Lines holding the string "Serialize": copy each one from the listing below.

**** EXERCISE MATERIAL ****

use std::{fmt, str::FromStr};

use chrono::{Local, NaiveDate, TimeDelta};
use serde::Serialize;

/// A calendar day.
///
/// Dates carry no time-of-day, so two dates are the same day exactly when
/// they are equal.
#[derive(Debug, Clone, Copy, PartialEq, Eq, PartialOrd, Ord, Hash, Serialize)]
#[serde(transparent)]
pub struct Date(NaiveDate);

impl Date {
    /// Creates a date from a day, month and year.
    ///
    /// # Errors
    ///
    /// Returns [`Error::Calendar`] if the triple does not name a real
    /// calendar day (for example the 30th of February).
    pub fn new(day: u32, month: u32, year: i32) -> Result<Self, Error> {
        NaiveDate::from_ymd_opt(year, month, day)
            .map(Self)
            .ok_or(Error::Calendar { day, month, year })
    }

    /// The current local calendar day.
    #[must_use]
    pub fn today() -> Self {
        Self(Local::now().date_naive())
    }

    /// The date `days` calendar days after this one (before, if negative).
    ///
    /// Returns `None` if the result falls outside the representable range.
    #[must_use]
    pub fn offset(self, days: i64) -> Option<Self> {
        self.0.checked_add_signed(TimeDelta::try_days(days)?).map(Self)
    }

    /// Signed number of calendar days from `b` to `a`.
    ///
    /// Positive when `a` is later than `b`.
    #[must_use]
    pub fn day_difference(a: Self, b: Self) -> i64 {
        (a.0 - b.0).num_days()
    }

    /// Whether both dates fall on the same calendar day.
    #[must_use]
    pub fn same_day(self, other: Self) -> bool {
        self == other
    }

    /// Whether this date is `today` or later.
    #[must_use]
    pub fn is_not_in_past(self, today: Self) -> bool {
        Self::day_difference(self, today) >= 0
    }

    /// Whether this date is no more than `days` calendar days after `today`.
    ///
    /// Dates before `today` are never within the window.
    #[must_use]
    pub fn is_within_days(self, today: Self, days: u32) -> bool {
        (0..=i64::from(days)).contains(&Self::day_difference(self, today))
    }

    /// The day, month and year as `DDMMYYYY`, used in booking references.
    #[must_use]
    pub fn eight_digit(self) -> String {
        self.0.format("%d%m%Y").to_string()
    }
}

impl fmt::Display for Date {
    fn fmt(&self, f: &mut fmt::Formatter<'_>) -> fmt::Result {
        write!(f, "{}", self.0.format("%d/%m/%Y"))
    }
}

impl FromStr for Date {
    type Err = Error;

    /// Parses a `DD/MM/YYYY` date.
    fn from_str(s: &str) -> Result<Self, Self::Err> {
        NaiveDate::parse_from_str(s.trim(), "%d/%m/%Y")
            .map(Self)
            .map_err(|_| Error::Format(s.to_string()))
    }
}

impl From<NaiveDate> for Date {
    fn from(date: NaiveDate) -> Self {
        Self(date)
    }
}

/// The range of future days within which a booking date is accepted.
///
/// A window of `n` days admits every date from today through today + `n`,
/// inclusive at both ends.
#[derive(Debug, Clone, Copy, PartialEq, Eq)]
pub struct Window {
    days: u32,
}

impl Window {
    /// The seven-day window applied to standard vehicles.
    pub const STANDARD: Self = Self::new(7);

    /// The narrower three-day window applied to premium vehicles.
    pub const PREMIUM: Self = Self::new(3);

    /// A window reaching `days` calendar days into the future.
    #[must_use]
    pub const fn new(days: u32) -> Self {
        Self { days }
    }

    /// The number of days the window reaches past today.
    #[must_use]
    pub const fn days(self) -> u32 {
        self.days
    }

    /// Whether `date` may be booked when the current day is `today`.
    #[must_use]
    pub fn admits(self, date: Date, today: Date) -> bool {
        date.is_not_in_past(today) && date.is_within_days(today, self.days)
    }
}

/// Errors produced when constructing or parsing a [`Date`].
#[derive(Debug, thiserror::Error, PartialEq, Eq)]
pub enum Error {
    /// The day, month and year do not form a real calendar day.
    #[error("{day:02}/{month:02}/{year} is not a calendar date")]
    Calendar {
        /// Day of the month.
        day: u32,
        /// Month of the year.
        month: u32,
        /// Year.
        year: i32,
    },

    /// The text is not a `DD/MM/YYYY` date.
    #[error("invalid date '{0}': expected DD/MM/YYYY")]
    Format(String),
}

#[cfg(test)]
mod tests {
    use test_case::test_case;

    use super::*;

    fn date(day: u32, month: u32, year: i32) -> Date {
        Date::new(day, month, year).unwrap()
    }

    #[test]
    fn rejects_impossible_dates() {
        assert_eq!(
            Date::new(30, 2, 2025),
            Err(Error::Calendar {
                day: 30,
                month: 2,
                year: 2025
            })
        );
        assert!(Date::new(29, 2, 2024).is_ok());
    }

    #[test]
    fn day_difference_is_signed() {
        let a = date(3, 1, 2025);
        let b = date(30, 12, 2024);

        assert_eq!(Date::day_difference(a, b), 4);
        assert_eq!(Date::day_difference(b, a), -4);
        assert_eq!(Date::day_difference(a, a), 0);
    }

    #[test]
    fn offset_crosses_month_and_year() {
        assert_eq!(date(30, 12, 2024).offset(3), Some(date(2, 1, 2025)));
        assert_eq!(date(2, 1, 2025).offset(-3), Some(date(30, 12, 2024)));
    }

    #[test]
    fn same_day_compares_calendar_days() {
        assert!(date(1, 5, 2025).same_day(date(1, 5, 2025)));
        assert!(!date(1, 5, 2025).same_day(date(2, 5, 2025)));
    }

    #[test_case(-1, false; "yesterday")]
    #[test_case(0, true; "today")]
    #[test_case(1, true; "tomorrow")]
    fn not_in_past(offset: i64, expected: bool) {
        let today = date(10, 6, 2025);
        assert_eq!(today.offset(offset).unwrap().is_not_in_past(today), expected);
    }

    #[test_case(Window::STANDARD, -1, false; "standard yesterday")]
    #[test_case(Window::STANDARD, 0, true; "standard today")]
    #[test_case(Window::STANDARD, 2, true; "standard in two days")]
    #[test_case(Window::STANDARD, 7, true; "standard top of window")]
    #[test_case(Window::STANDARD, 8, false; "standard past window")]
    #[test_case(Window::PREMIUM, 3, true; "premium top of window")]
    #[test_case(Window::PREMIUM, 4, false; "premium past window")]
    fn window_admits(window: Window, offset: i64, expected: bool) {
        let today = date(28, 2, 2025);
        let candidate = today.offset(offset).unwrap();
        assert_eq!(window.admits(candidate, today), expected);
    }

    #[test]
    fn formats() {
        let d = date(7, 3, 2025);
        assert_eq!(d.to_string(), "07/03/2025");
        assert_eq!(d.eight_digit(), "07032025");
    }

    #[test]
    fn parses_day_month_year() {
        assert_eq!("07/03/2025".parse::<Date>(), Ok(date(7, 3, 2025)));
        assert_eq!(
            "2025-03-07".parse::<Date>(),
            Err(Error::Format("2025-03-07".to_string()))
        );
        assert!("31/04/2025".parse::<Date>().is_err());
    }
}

****

OUTPUT OF THE EXERCISE:
use serde::Serialize;
#[derive(Debug, Clone, Copy, PartialEq, Eq, PartialOrd, Ord, Hash, Serialize)]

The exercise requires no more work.